Food stamp recipients will see monthly payments increase in October of 2021 due to a significant update to the program, even if the pandemic boost has expired.

On average, SNAP benefits will increase 27 percent higher than pre-pandemic levels, the largest in its history. This change occurred because of the new Thrifty Food Plan, which determines the benefit amount for food stamp users.

The reform of the food stamp program comes a part of the U.S. Department of Agriculture (USDA) requirement under the Farm Bill in 2018. The former Republican-led Congress ordered the agency to double-check the plan by fiscal 2022 and every five years thereafter. It has been 15 years since it was last adjusted.

Beneficiaries will see a $36 hike in average monthly benefits, which is permanent under the revision addition. Food stamp users receive $121 per person before the coronavirus pandemic.

The monthly benefit average will increase to $169 per person, according to the agency. This is based on the food price inflation and kicks in Every October, including the annual price of living adjustments.

Food Stamp
Image courtesy of graceishere (Flickr CCO)

However, SNAP participants will receive more than that because Congress’s pandemic relief programs remain in most states, even if the 15 percent boost ended on September 30th.  Lawmakers also recruited enrollees monthly food stamp allotment to the maximum supply for their families during the pandemic. President Joe Biden extended this move earlier in the year to 25 million more citizens enrolling into the program in low-income homes who originally did not get the benefits.

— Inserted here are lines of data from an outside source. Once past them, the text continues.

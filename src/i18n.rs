//! Locale handling for the public site.
//!
//! Every page lives under a locale prefix (`/en/...`, `/es/...`). This module
//! owns the supported locale list, `Accept-Language` negotiation, the path
//! rewrite used by the language toggle, and a small message catalog.

use serde::Serialize;

#[derive(Debug, Copy, Clone, PartialEq, Eq, Hash, Default, Serialize)]
#[serde(rename_all = "lowercase")]
pub enum Locale {
    #[default]
    En,
    Es,
}

pub const SUPPORTED_LOCALES: &[Locale] = &[Locale::En, Locale::Es];

impl Locale {
    pub const fn as_str(self) -> &'static str {
        match self {
            Self::En => "en",
            Self::Es => "es",
        }
    }

    /// Exact match against a path segment (`es`, not `es-MX`).
    pub fn from_segment(segment: &str) -> Option<Self> {
        SUPPORTED_LOCALES.iter().copied().find(|l| l.as_str() == segment)
    }

    /// Parses a locale tag, tolerating region suffixes (`es-MX`, `en_US`).
    pub fn parse(value: &str) -> Option<Self> {
        let normalized = value.trim().to_ascii_lowercase();
        let lang = normalized.split(['-', '_']).next().unwrap_or("");
        match lang {
            "en" => Some(Self::En),
            "es" => Some(Self::Es),
            _ => None,
        }
    }

    /// The locale offered by the language toggle.
    pub const fn other(self) -> Self {
        match self {
            Self::En => Self::Es,
            Self::Es => Self::En,
        }
    }
}

impl std::fmt::Display for Locale {
    fn fmt(&self, f: &mut std::fmt::Formatter<'_>) -> std::fmt::Result {
        f.write_str(self.as_str())
    }
}

/// Picks the best supported locale from an `Accept-Language` header value.
///
/// Entries are ranked by their `q` weight (default 1.0); ties keep header
/// order. Entries with `q=0` are ignored.
pub fn negotiate(accept_language: Option<&str>) -> Option<Locale> {
    let header = accept_language?;
    let mut ranked: Vec<(f32, usize, Locale)> = header
        .split(',')
        .enumerate()
        .filter_map(|(idx, entry)| {
            let mut parts = entry.split(';');
            let tag = parts.next()?.trim();
            let locale = Locale::parse(tag)?;
            let q = parts
                .find_map(|p| p.trim().strip_prefix("q="))
                .and_then(|q| q.parse::<f32>().ok())
                .unwrap_or(1.0);
            (q > 0.0).then_some((q, idx, locale))
        })
        .collect();
    ranked.sort_by(|a, b| b.0.total_cmp(&a.0).then(a.1.cmp(&b.1)));
    ranked.first().map(|(_, _, locale)| *locale)
}

/// Returns the locale named by the first path segment, if any.
pub fn locale_from_path(path: &str) -> Option<Locale> {
    let first = path.trim_start_matches('/').split('/').next()?;
    Locale::from_segment(first)
}

/// Strips a leading locale segment: `/es/cars/1` -> `/cars/1`, `/en` -> `/`.
pub fn strip_locale(path: &str) -> &str {
    match locale_from_path(path) {
        Some(locale) => {
            let rest = &path.trim_start_matches('/')[locale.as_str().len()..];
            if rest.is_empty() {
                "/"
            } else {
                rest
            }
        }
        None => path,
    }
}

/// Prefixes a locale-less path and query with `locale`.
pub fn localized_path(locale: Locale, path_and_query: &str) -> String {
    let (path, query) = split_query(path_and_query);
    let path = if path == "/" || path.is_empty() {
        String::new()
    } else if path.starts_with('/') {
        path.to_string()
    } else {
        format!("/{}", path)
    };
    match query {
        Some(q) => format!("/{}{}?{}", locale, path, q),
        None => format!("/{}{}", locale, path),
    }
}

/// Rewrites only the locale segment of `path_and_query`, keeping the rest of
/// the path and the query string. Paths without a locale get one prepended.
pub fn switch_locale(path_and_query: &str, target: Locale) -> String {
    let (path, query) = split_query(path_and_query);
    localized_path(
        target,
        &match query {
            Some(q) => format!("{}?{}", strip_locale(path), q),
            None => strip_locale(path).to_string(),
        },
    )
}

fn split_query(path_and_query: &str) -> (&str, Option<&str>) {
    match path_and_query.split_once('?') {
        Some((path, query)) => (path, Some(query).filter(|q| !q.is_empty())),
        None => (path_and_query, None),
    }
}

static CATALOG: &[(&str, &str, &str)] = &[
    ("nav.home", "Home", "Inicio"),
    ("nav.inventory", "Inventory", "Inventario"),
    ("nav.contact", "Contact", "Contacto"),
    ("nav.pre_approval", "Get Pre-Approved", "Pre-aprobación"),
    ("nav.admin", "Admin", "Administración"),
    ("home.title", "Quality used cars", "Autos usados de calidad"),
    ("home.latest", "Latest arrivals", "Recién llegados"),
    ("search.title", "Search inventory", "Buscar inventario"),
    ("search.make", "Make", "Marca"),
    ("search.model", "Model", "Modelo"),
    ("search.price", "Price", "Precio"),
    ("search.any", "Any", "Cualquiera"),
    ("search.submit", "Search", "Buscar"),
    ("search.keyword", "Keyword", "Palabra clave"),
    ("search.min_year", "Min year", "Año mínimo"),
    ("search.max_year", "Max year", "Año máximo"),
    ("search.max_mileage", "Max mileage", "Kilometraje máximo"),
    ("search.sort", "Sort by", "Ordenar por"),
    ("search.results", "vehicles found", "vehículos encontrados"),
    ("search.reset", "Clear filters", "Borrar filtros"),
    ("price_range.under_10k", "Under $10,000", "Menos de $10,000"),
    ("price_range.10k_20k", "$10,000 - $20,000", "$10,000 - $20,000"),
    ("price_range.20k_30k", "$20,000 - $30,000", "$20,000 - $30,000"),
    ("price_range.30k_50k", "$30,000 - $50,000", "$30,000 - $50,000"),
    ("price_range.over_50k", "Over $50,000", "Más de $50,000"),
    ("sort.newest", "Newest arrivals", "Más recientes"),
    ("sort.price_asc", "Price: low to high", "Precio: menor a mayor"),
    ("sort.price_desc", "Price: high to low", "Precio: mayor a menor"),
    ("sort.mileage_asc", "Lowest mileage", "Menor kilometraje"),
    ("sort.year_desc", "Newest model year", "Año más reciente"),
    ("search.empty", "No cars match your search.", "Ningún auto coincide con su búsqueda."),
    ("car.year", "Year", "Año"),
    ("car.mileage", "Mileage", "Kilometraje"),
    ("car.price", "Price", "Precio"),
    ("car.call_for_price", "Call for price", "Llame para precio"),
    ("car.vin", "VIN", "VIN"),
    ("car.trim", "Trim", "Versión"),
    ("car.stock", "Stock #", "N.º de inventario"),
    ("car.spec_sheet", "Vehicle spec sheet", "Ficha técnica del vehículo"),
    ("car.body_style", "Body style", "Carrocería"),
    ("car.drivetrain", "Drivetrain", "Tracción"),
    ("car.cylinders", "Cylinders", "Cilindros"),
    ("car.status", "Status", "Estado"),
    ("car.views", "Views", "Vistas"),
    ("car.inquire", "Inquire about this car", "Consultar por este auto"),
    ("car.download_pdf", "Download spec sheet", "Descargar ficha técnica"),
    ("car.back", "Back to inventory", "Volver al inventario"),
    ("car.apply", "Apply for financing", "Solicitar financiamiento"),
    ("status.available", "Available", "Disponible"),
    ("status.sold", "Sold", "Vendido"),
    ("status.pending", "Pending", "Pendiente"),
    ("status.approved", "Approved", "Aprobada"),
    ("status.rejected", "Rejected", "Rechazada"),
    ("not_found.title", "Page not found", "Página no encontrada"),
    ("not_found.body", "We couldn't find what you were looking for.", "No encontramos lo que buscaba."),
    ("form.name", "Name", "Nombre"),
    ("form.email", "Email", "Correo electrónico"),
    ("form.phone", "Phone", "Teléfono"),
    ("form.message", "Message", "Mensaje"),
    ("form.send", "Send", "Enviar"),
    ("form.success", "Thank you! We will be in touch shortly.", "¡Gracias! Nos pondremos en contacto pronto."),
    ("contact.title", "Contact us", "Contáctenos"),
    ("pre_approval.title", "Get pre-approved", "Obtenga su pre-aprobación"),
    ("pre_approval.intro", "It only takes a few minutes and won't affect your credit score.", "Solo toma unos minutos y no afecta su historial crediticio."),
    ("pre_approval.step_personal", "Personal information", "Información personal"),
    ("pre_approval.step_housing", "Housing", "Vivienda"),
    ("pre_approval.step_employment", "Employment and income", "Empleo e ingresos"),
    ("pre_approval.step_vehicle", "Vehicle and down payment", "Vehículo y enganche"),
    ("pre_approval.first_name", "First name", "Nombre"),
    ("pre_approval.last_name", "Last name", "Apellido"),
    ("pre_approval.ssn", "Social Security number", "Número de Seguro Social"),
    ("pre_approval.date_of_birth", "Date of birth", "Fecha de nacimiento"),
    ("pre_approval.address", "Street address", "Dirección"),
    ("pre_approval.city", "City", "Ciudad"),
    ("pre_approval.state", "State", "Estado"),
    ("pre_approval.zip_code", "ZIP code", "Código postal"),
    ("pre_approval.housing_status", "Do you rent or own?", "¿Renta o es propietario?"),
    ("pre_approval.rent", "Rent", "Renta"),
    ("pre_approval.own", "Own", "Propietario"),
    ("pre_approval.other", "Other", "Otro"),
    ("pre_approval.monthly_housing_payment", "Monthly housing payment", "Pago mensual de vivienda"),
    ("pre_approval.years_at_address", "Years at address", "Años en el domicilio"),
    ("pre_approval.employment_status", "Employment status", "Situación laboral"),
    ("pre_approval.employed", "Employed", "Empleado"),
    ("pre_approval.self_employed", "Self-employed", "Trabajador independiente"),
    ("pre_approval.retired", "Retired", "Jubilado"),
    ("pre_approval.employer_name", "Employer", "Empleador"),
    ("pre_approval.job_title", "Job title", "Puesto"),
    ("pre_approval.years_employed", "Years employed", "Años de empleo"),
    ("pre_approval.monthly_income", "Monthly income", "Ingreso mensual"),
    ("pre_approval.additional_income", "Additional monthly income", "Ingreso mensual adicional"),
    ("pre_approval.vehicle", "Vehicle of interest", "Vehículo de interés"),
    ("pre_approval.down_payment", "Down payment", "Enganche"),
    ("pre_approval.required", "Please fill in the required fields.", "Complete los campos obligatorios."),
    ("pre_approval.next", "Next", "Siguiente"),
    ("pre_approval.back", "Back", "Atrás"),
    ("pre_approval.submit", "Submit application", "Enviar solicitud"),
    ("pre_approval.success", "Application received", "Solicitud recibida"),
    ("pre_approval.reference", "Your reference number", "Su número de referencia"),
    ("admin.login", "Sign in", "Iniciar sesión"),
    ("admin.password", "Password", "Contraseña"),
    ("admin.logout", "Sign out", "Cerrar sesión"),
    ("admin.dashboard", "Dashboard", "Panel"),
    ("admin.add_car", "Add car", "Agregar auto"),
    ("admin.delete", "Delete", "Eliminar"),
    ("admin.cars", "Inventory", "Inventario"),
    ("admin.images", "Photos", "Fotos"),
    ("admin.save", "Save", "Guardar"),
    ("admin.update", "Update", "Actualizar"),
    ("admin.confirm_delete", "Delete this car?", "¿Eliminar este auto?"),
    ("admin.reference", "Reference", "Referencia"),
    ("admin.date", "Date", "Fecha"),
    ("admin.car_added", "Car added", "Auto agregado"),
    ("admin.car_deleted", "Car deleted", "Auto eliminado"),
    ("admin.status_updated", "Status updated", "Estado actualizado"),
    ("admin.signed_in_as", "Signed in as", "Sesión iniciada como"),
    ("admin.enquiries", "Enquiries", "Consultas"),
    ("admin.applications", "Applications", "Solicitudes"),
];

/// Looks up a message. Missing keys fall back to the key itself.
pub fn t(locale: Locale, key: &str) -> &str {
    CATALOG
        .iter()
        .find(|(k, _, _)| *k == key)
        .map(|(_, en, es)| match locale {
            Locale::En => *en,
            Locale::Es => *es,
        })
        .unwrap_or(key)
}

/// The whole catalog for one locale, for template contexts.
pub fn messages(locale: Locale) -> std::collections::HashMap<&'static str, &'static str> {
    CATALOG
        .iter()
        .map(|(k, en, es)| (*k, if locale == Locale::Es { *es } else { *en }))
        .collect()
}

In the United States, the average meal cost is $2.41, which is 22 percent more than the maximum food stamp benefits. The maximum benefit did not cover the cost of a decently priced meal in 96 percent of the U.S. counties. The revision will estimate the figure to an estimated decrease of 21 percent of counties.

“We haven’t revisited the underlying assumptions since the ’70s, which is a little bit horrifying given how different the way we eat, the price of foods, how families acquire and prepare foods,” states Elaine Waxman, a senior fellow at the Urban Institute. ” All those things have changed so Dramatically, So this is overdue.”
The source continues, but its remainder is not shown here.